Saved entries:
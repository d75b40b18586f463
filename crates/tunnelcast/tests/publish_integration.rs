#![allow(clippy::unwrap_used)] // Integration tests use unwrap for brevity

//! Publication against a real git checkout pushing to a local bare remote.

use std::path::{Path, PathBuf};
use std::process::Command;

use tempfile::TempDir;

use tunnelcast::publish::{PublishOutcome, publish};
use tunnelcast::ssh::GitAuth;
use tunnelcast_core::address::TunnelAddress;
use tunnelcast_core::config::PublishConfig;

const PLACEHOLDER: &str = "https://placeholder.trycloudflare.com";

fn page(url: &str) -> String {
    format!(
        "<html>\n<script>\n  const DASHBOARD_URL = \"{url}\";\n  window.location = DASHBOARD_URL;\n</script>\n</html>\n"
    )
}

fn git(dir: &Path, args: &[&str]) -> String {
    let output = Command::new("git")
        .args(args)
        .current_dir(dir)
        .output()
        .unwrap();
    assert!(
        output.status.success(),
        "git {} failed: {}",
        args.join(" "),
        String::from_utf8_lossy(&output.stderr)
    );
    String::from_utf8_lossy(&output.stdout).trim().to_string()
}

fn configure_identity(dir: &Path) {
    git(dir, &["config", "user.name", "Site Bot"]);
    git(dir, &["config", "user.email", "site-bot@example.org"]);
    git(dir, &["config", "commit.gpgsign", "false"]);
}

/// A bare remote plus a checkout whose `main` holds the placeholder page.
struct Site {
    root: TempDir,
    remote: PathBuf,
    checkout: PathBuf,
}

impl Site {
    fn new() -> Self {
        let root = TempDir::new().unwrap();
        let remote = root.path().join("remote.git");
        let checkout = root.path().join("site");
        std::fs::create_dir_all(&remote).unwrap();
        std::fs::create_dir_all(&checkout).unwrap();

        git(&remote, &["init", "--bare", "--quiet"]);
        git(&checkout, &["init", "--quiet"]);
        git(&checkout, &["symbolic-ref", "HEAD", "refs/heads/main"]);
        configure_identity(&checkout);
        std::fs::write(checkout.join("index.html"), page(PLACEHOLDER)).unwrap();
        git(&checkout, &["add", "index.html"]);
        git(&checkout, &["commit", "-q", "-m", "Initial page"]);
        git(
            &checkout,
            &["remote", "add", "origin", remote.to_str().unwrap()],
        );
        git(&checkout, &["push", "-q", "origin", "HEAD:main"]);
        git(&checkout, &["fetch", "-q", "origin"]);

        Self {
            root,
            remote,
            checkout,
        }
    }

    fn config(&self) -> PublishConfig {
        PublishConfig {
            repo: Some(self.checkout.clone()),
            ..PublishConfig::default()
        }
    }

    fn asset(&self) -> String {
        std::fs::read_to_string(self.checkout.join("index.html")).unwrap()
    }

    fn local_commits(&self) -> usize {
        git(&self.checkout, &["rev-list", "--count", "HEAD"])
            .parse()
            .unwrap()
    }

    fn remote_subject(&self) -> String {
        git(&self.remote, &["log", "-1", "--format=%s", "main"])
    }

    fn remote_asset(&self) -> String {
        git(&self.remote, &["show", "main:index.html"])
    }
}

fn address(url: &str) -> TunnelAddress {
    TunnelAddress::configured(url).unwrap()
}

#[tokio::test]
async fn new_address_is_committed_and_pushed() {
    let site = Site::new();
    let url = "https://abc-123.trycloudflare.com";

    let outcome = publish(Some(&address(url)), &site.config(), &GitAuth::ambient()).await;

    assert_eq!(outcome, PublishOutcome::Pushed);
    assert_eq!(site.asset(), page(url));
    assert_eq!(site.local_commits(), 2);
    assert_eq!(site.remote_subject(), format!("Update dashboard URL to {url}"));
    assert_eq!(site.remote_asset().trim_end(), page(url).trim_end());
}

#[tokio::test]
async fn republishing_same_address_creates_no_commit() {
    let site = Site::new();
    let url = "https://abc-123.trycloudflare.com";
    let config = site.config();

    assert_eq!(
        publish(Some(&address(url)), &config, &GitAuth::ambient()).await,
        PublishOutcome::Pushed
    );
    let outcome = publish(Some(&address(url)), &config, &GitAuth::ambient()).await;

    assert_eq!(outcome, PublishOutcome::Unchanged);
    assert_eq!(site.local_commits(), 2);
}

#[tokio::test]
async fn missing_address_touches_nothing() {
    let site = Site::new();

    let outcome = publish(None, &site.config(), &GitAuth::ambient()).await;

    assert_eq!(outcome, PublishOutcome::Skipped);
    assert_eq!(site.asset(), page(PLACEHOLDER));
    assert_eq!(site.local_commits(), 1);
}

#[tokio::test]
async fn unpushed_commit_is_pushed_on_next_run() {
    let site = Site::new();
    let url = "https://left-behind.trycloudflare.com";

    // An earlier run committed but never managed to push.
    std::fs::write(site.checkout.join("index.html"), page(url)).unwrap();
    git(&site.checkout, &["commit", "-q", "-am", "Update dashboard URL"]);

    let outcome = publish(Some(&address(url)), &site.config(), &GitAuth::ambient()).await;

    assert_eq!(outcome, PublishOutcome::RetriedPush);
    assert_eq!(site.local_commits(), 2);
    assert_eq!(site.remote_asset().trim_end(), page(url).trim_end());
}

#[tokio::test]
async fn concurrent_remote_history_is_rebased() {
    let site = Site::new();

    // Someone else pushes an unrelated change first.
    let other = site.root.path().join("other");
    git(
        site.root.path(),
        &["clone", "-q", site.remote.to_str().unwrap(), "other"],
    );
    configure_identity(&other);
    git(&other, &["checkout", "-q", "main"]);
    std::fs::write(other.join("README.md"), "site\n").unwrap();
    git(&other, &["add", "README.md"]);
    git(&other, &["commit", "-q", "-m", "Add readme"]);
    git(&other, &["push", "-q", "origin", "HEAD:main"]);

    let url = "https://after-rebase.trycloudflare.com";
    let outcome = publish(Some(&address(url)), &site.config(), &GitAuth::ambient()).await;

    assert_eq!(outcome, PublishOutcome::Pushed);
    assert_eq!(site.remote_subject(), format!("Update dashboard URL to {url}"));
    assert_eq!(git(&site.remote, &["show", "main:README.md"]), "site");
}

#[tokio::test]
async fn unreachable_remote_keeps_local_commit() {
    let site = Site::new();
    git(
        &site.checkout,
        &["remote", "set-url", "origin", "/nonexistent/tunnelcast/remote.git"],
    );
    let url = "https://offline-1.trycloudflare.com";

    let outcome = publish(Some(&address(url)), &site.config(), &GitAuth::ambient()).await;

    assert_eq!(outcome, PublishOutcome::PushFailed);
    assert_eq!(site.asset(), page(url));
    assert_eq!(site.local_commits(), 2);
    assert_eq!(site.remote_asset().trim_end(), page(PLACEHOLDER).trim_end());
}

#[tokio::test]
async fn conflicting_rebase_is_aborted_and_commit_kept() {
    let site = Site::new();

    // Someone else rewrites the same line first.
    let other = site.root.path().join("other");
    git(
        site.root.path(),
        &["clone", "-q", site.remote.to_str().unwrap(), "other"],
    );
    configure_identity(&other);
    git(&other, &["checkout", "-q", "main"]);
    std::fs::write(
        other.join("index.html"),
        page("https://someone-else.trycloudflare.com"),
    )
    .unwrap();
    git(&other, &["commit", "-q", "-am", "Competing address"]);
    git(&other, &["push", "-q", "origin", "HEAD:main"]);

    let url = "https://conflicted-1.trycloudflare.com";
    let outcome = publish(Some(&address(url)), &site.config(), &GitAuth::ambient()).await;

    assert_eq!(outcome, PublishOutcome::PushFailed);
    assert!(!site.checkout.join(".git").join("rebase-merge").exists());
    assert!(!site.checkout.join(".git").join("rebase-apply").exists());
    assert_eq!(site.asset(), page(url));
    assert_eq!(site.local_commits(), 2);
    assert_eq!(site.remote_subject(), "Competing address");
}
//! Background dashboard launcher.

use std::path::PathBuf;
use std::time::Duration;

use tokio::net::TcpStream;
use tracing::{info, warn};
use tunnelcast_core::config::DashboardConfig;

use crate::process::{ManagedProcess, ProcessError, ProcessSpec};

const CONNECT_TIMEOUT: Duration = Duration::from_secs(1);

/// Build the process spec for the dashboard. The port is exported as `PORT`.
pub fn dashboard_spec(config: &DashboardConfig) -> Result<ProcessSpec, ProcessError> {
    let (program, args) = config
        .command
        .split_first()
        .ok_or_else(|| ProcessError::SpawnFailed {
            program: String::new(),
            reason: "empty dashboard command".to_string(),
        })?;
    Ok(ProcessSpec::new(PathBuf::from(program))
        .args(args.iter().cloned())
        .env("PORT", config.port.to_string())
        .current_dir(config.working_dir.clone()))
}

/// Start the dashboard. This is the only launch failure that aborts a run.
pub fn launch_dashboard(config: &DashboardConfig) -> Result<ManagedProcess, ProcessError> {
    let spec = dashboard_spec(config)?;
    let process = ManagedProcess::spawn(&spec, "dashboard", None)?;
    info!(port = config.port, pid = process.pid(), "dashboard launched");
    Ok(process)
}

/// Give the dashboard time to bind its port before the tunnel points at it.
///
/// The pause is fixed; the connection check afterwards only reports.
pub async fn startup_pause(config: &DashboardConfig) {
    tokio::time::sleep(Duration::from_secs(config.startup_pause_secs)).await;
    if is_listening(config.port).await {
        info!(port = config.port, "dashboard is accepting connections");
    } else {
        warn!(
            port = config.port,
            "dashboard is not accepting connections yet; starting tunnel anyway"
        );
    }
}

/// Whether something accepts TCP connections on `127.0.0.1:port`.
pub async fn is_listening(port: u16) -> bool {
    matches!(
        tokio::time::timeout(CONNECT_TIMEOUT, TcpStream::connect(("127.0.0.1", port))).await,
        Ok(Ok(_))
    )
}

#[cfg(test)]
#[allow(clippy::unwrap_used)]
mod tests {
    use tokio::net::TcpListener;

    use super::*;

    #[test]
    fn spec_exports_port_and_working_dir() {
        let config = DashboardConfig {
            port: 8123,
            command: vec!["python3".into(), "-m".into(), "dashboard".into()],
            working_dir: Some(PathBuf::from("/srv/dashboard")),
            startup_pause_secs: 0,
        };
        let spec = dashboard_spec(&config).unwrap();
        assert_eq!(spec.program, PathBuf::from("python3"));
        assert_eq!(spec.args, vec!["-m", "dashboard"]);
        assert!(spec.envs.contains(&("PORT".to_string(), "8123".to_string())));
        assert_eq!(spec.working_dir, Some(PathBuf::from("/srv/dashboard")));
    }

    #[test]
    fn empty_command_is_rejected() {
        let config = DashboardConfig {
            command: Vec::new(),
            ..DashboardConfig::default()
        };
        assert!(dashboard_spec(&config).is_err());
    }

    #[tokio::test]
    async fn readiness_check_detects_listener() {
        let listener = TcpListener::bind("127.0.0.1:0").await.unwrap();
        let port = listener.local_addr().unwrap().port();
        assert!(is_listening(port).await);
        drop(listener);
    }

    #[cfg(unix)]
    #[tokio::test]
    async fn launched_dashboard_sees_its_port() {
        let dir = tempfile::TempDir::new().unwrap();
        let marker = dir.path().join("port");
        let config = DashboardConfig {
            port: 8199,
            command: vec![
                "sh".into(),
                "-c".into(),
                format!("echo $PORT > {}", marker.display()),
            ],
            working_dir: None,
            startup_pause_secs: 0,
        };
        let mut dashboard = launch_dashboard(&config).unwrap();
        assert!(dashboard.wait().await.unwrap().success());
        assert_eq!(std::fs::read_to_string(&marker).unwrap().trim(), "8199");
    }
}
//! JSON rendering for reports

use crate::ambiguity::Ambiguity;
use crate::report::Report;
use serde_json::Value;

/// Render the report as a JSON value
pub fn render_json(report: &Report) -> serde_json::Result<Value> {
    serde_json::to_value(report)
}

/// Render the report as a pretty-printed JSON string
pub fn render_json_string(report: &Report) -> serde_json::Result<String> {
    serde_json::to_string_pretty(report)
}

/// Render an ambiguity as a pretty-printed JSON string
pub fn render_ambiguity_json(ambiguity: &Ambiguity) -> serde_json::Result<String> {
    serde_json::to_string_pretty(ambiguity)
}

What you have to do
From the first line of the data above to the line holding "fn configure_identity(dir: &Path)", reproduce each line exactly; emit no other lines.

Output for this task
repository d75b40b18586f463
filename crates/tunnelcast/tests/publish_integration.rs
#![allow(clippy::unwrap_used)] // Integration tests use unwrap for brevity

//! Publication against a real git checkout pushing to a local bare remote.

use std::path::{Path, PathBuf};
use std::process::Command;

use tempfile::TempDir;

use tunnelcast::publish::{PublishOutcome, publish};
use tunnelcast::ssh::GitAuth;
use tunnelcast_core::address::TunnelAddress;
use tunnelcast_core::config::PublishConfig;

const PLACEHOLDER: &str = "https://placeholder.trycloudflare.com";

fn page(url: &str) -> String {
    format!(
        "<html>\n<script>\n  const DASHBOARD_URL = \"{url}\";\n  window.location = DASHBOARD_URL;\n</script>\n</html>\n"
    )
}

fn git(dir: &Path, args: &[&str]) -> String {
    let output = Command::new("git")
        .args(args)
        .current_dir(dir)
        .output()
        .unwrap();
    assert!(
        output.status.success(),
        "git {} failed: {}",
        args.join(" "),
        String::from_utf8_lossy(&output.stderr)
    );
    String::from_utf8_lossy(&output.stdout).trim().to_string()
}

fn configure_identity(dir: &Path) {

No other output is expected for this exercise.